The key to this question is whether the messages have affinity to each other, to order dependencies or to the application instance or thread which created them. For example, if I am responding to an HTTP request with a request/reply then the thread attached to the HTTP session probably needs to be the one to receive the reply. But if the reply is truly asynchronous and all I need to do is update a database with the response data then having separate request and reply threads is helpful.
In either case, the ability to dynamically spin up or down the number of instances is helpful in managing peak workloads. If this is accomplished with threading alone then your performance scalability is bound to the upper limit of a single server. If this is accomplished by spinning up new application instances on the same or different server/QMgr then you get both scalability and workload balancing.
Please see the following article for more thoughts on these subjects: Mission:Messaging: Migration, failover, and scaling in a WebSphere MQ cluster
Also, go to the WebSphere MQ SupportPacs page and look for the Performance SupportPac for your platform and WMQ version. These are the ones with names beginning with MP**. These will show you the performance characteristics as the number of connected application instances varies.
It doesn't sound like you're thinking about this the right way. Regardless of the model you use (point-to-point or publish/subscribe), if your performance is bounded by a slow back-end system, neither will help speed up the process. If, however, you could theoretically issue more than one request at a time against the back-end system and expect to see a speed up, then you still don't really care if you do point-to-point or publish/subscribe. What you really care about is synchronous vs. asynchronous.
Your current approach for retrieving the data is clearly synchronous: you send the request message, and wait for the corresponding response message.
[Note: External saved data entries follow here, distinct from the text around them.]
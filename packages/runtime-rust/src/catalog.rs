//! In-memory service catalog.
//!
//! [`StaticCatalog`] answers operation resolution, agreed-policy lookup and
//! participant lookup from tables filled at startup.

use std::collections::HashMap;

use conduit_core::{
    AgreedPolicy, BusError, BusResult, EndpointRef, OperationDescription, Participant, QName,
};

use crate::traits::{ParticipantDirectory, PolicyRegistry, ServiceDescriptionResolver};

#[derive(Debug, Clone, Default)]
pub struct StaticCatalog {
    operations: HashMap<(QName, QName), OperationDescription>,
    endpoint_operations: HashMap<(EndpointRef, QName), OperationDescription>,
    policies: HashMap<QName, AgreedPolicy>,
    participants: HashMap<EndpointRef, Participant>,
}

impl StaticCatalog {
    #[must_use]
    pub fn new() -> Self {
        Self::default()
    }

    /// Describes an operation of `service`.
    #[must_use]
    pub fn with_operation(mut self, service: QName, description: OperationDescription) -> Self {
        self.operations
            .insert((service, description.name.clone()), description);
        self
    }

    /// Describes an operation as seen through one specific endpoint. Takes
    /// precedence over the service-wide description.
    #[must_use]
    pub fn with_endpoint_operation(
        mut self,
        endpoint: EndpointRef,
        description: OperationDescription,
    ) -> Self {
        self.endpoint_operations
            .insert((endpoint, description.name.clone()), description);
        self
    }

    #[must_use]
    pub fn with_policy(mut self, policy: AgreedPolicy) -> Self {
        self.policies.insert(policy.service.clone(), policy);
        self
    }

    #[must_use]
    pub fn with_participant(mut self, endpoint: EndpointRef, participant: Participant) -> Self {
        self.participants.insert(endpoint, participant);
        self
    }
}

impl ServiceDescriptionResolver for StaticCatalog {
    fn operation(&self, service: &QName, operation: &QName) -> BusResult<OperationDescription> {
        self.operations
            .get(&(service.clone(), operation.clone()))
            .cloned()
            .ok_or_else(|| {
                BusError::configuration(format!(
                    "operation {operation} is not described for service {service}"
                ))
            })
    }

    fn endpoint_operation(
        &self,
        endpoint: &EndpointRef,
        operation: &QName,
    ) -> Option<OperationDescription> {
        self.endpoint_operations
            .get(&(endpoint.clone(), operation.clone()))
            .cloned()
    }
}

impl PolicyRegistry for StaticCatalog {
    fn agreed_policy(&self, service: &QName) -> Option<AgreedPolicy> {
        self.policies.get(service).cloned()
    }
}

impl ParticipantDirectory for StaticCatalog {
    fn participant_for(&self, endpoint: &EndpointRef) -> Option<Participant> {
        self.participants.get(endpoint).cloned()
    }
}

#[cfg(test)]
mod tests {
    use conduit_core::{ErrorKind, ExchangePattern, Transport};

    use super::*;

    fn billing() -> QName {
        QName::new("urn:acme", "Billing")
    }

    #[test]
    fn resolves_service_operation() {
        let pay = OperationDescription::new(QName::new("urn:acme", "pay"), ExchangePattern::InOut);
        let catalog = StaticCatalog::new().with_operation(billing(), pay.clone());

        assert_eq!(
            catalog.operation(&billing(), &QName::new("urn:acme", "pay")).unwrap(),
            pay
        );
        let err = catalog
            .operation(&billing(), &QName::new("urn:acme", "refund"))
            .unwrap_err();
        assert_eq!(err.kind(), ErrorKind::Configuration);
    }

    #[test]
    fn endpoint_description_is_separate() {
        let endpoint = EndpointRef::new(billing(), "billing-http");
        let pay = OperationDescription::new(QName::new("urn:acme", "pay"), ExchangePattern::InOnly);
        let catalog = StaticCatalog::new().with_endpoint_operation(endpoint.clone(), pay.clone());

        assert_eq!(
            catalog.endpoint_operation(&endpoint, &QName::new("urn:acme", "pay")),
            Some(pay)
        );
        assert!(catalog
            .operation(&billing(), &QName::new("urn:acme", "pay"))
            .is_err());
    }

    #[test]
    fn looks_up_policies_and_participants() {
        let endpoint = EndpointRef::new(billing(), "billing-jms");
        let catalog = StaticCatalog::new()
            .with_policy(AgreedPolicy::new("p-1", billing()))
            .with_participant(endpoint.clone(), Participant::new("acme-billing", Transport::Jms));

        assert_eq!(catalog.agreed_policy(&billing()).map(|p| p.id), Some("p-1".into()));
        assert!(catalog.agreed_policy(&QName::local("Other")).is_none());
        assert_eq!(
            catalog.participant_for(&endpoint).map(|p| p.unified_id),
            Some("acme-billing".into())
        );
    }
}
You could do your communication asynchronously if you simply sent all the request messages in a row (perhaps in a loop) in one method, and then had a separate method (preferably on a different thread) monitoring the incoming topic for responses. This would ensure that your code would no longer block on individual requests. (This roughly corresponds to option 2, though without pub/sub.)
I think option 1 could get pretty unwieldly, depending on how many requests you actually have to make, though it, too, could be implemented without switching to a pub/sub channel.
The reworked approach will use fewer threads. Whether that makes the application faster depends on whether the overhead of managing a lot of threads is currently slowing you down. If you have fewer than 1000 threads (this is a very, very rough order-of-magnitude estimate!), i would guess it probably isn't. If you have more than that, it might well be.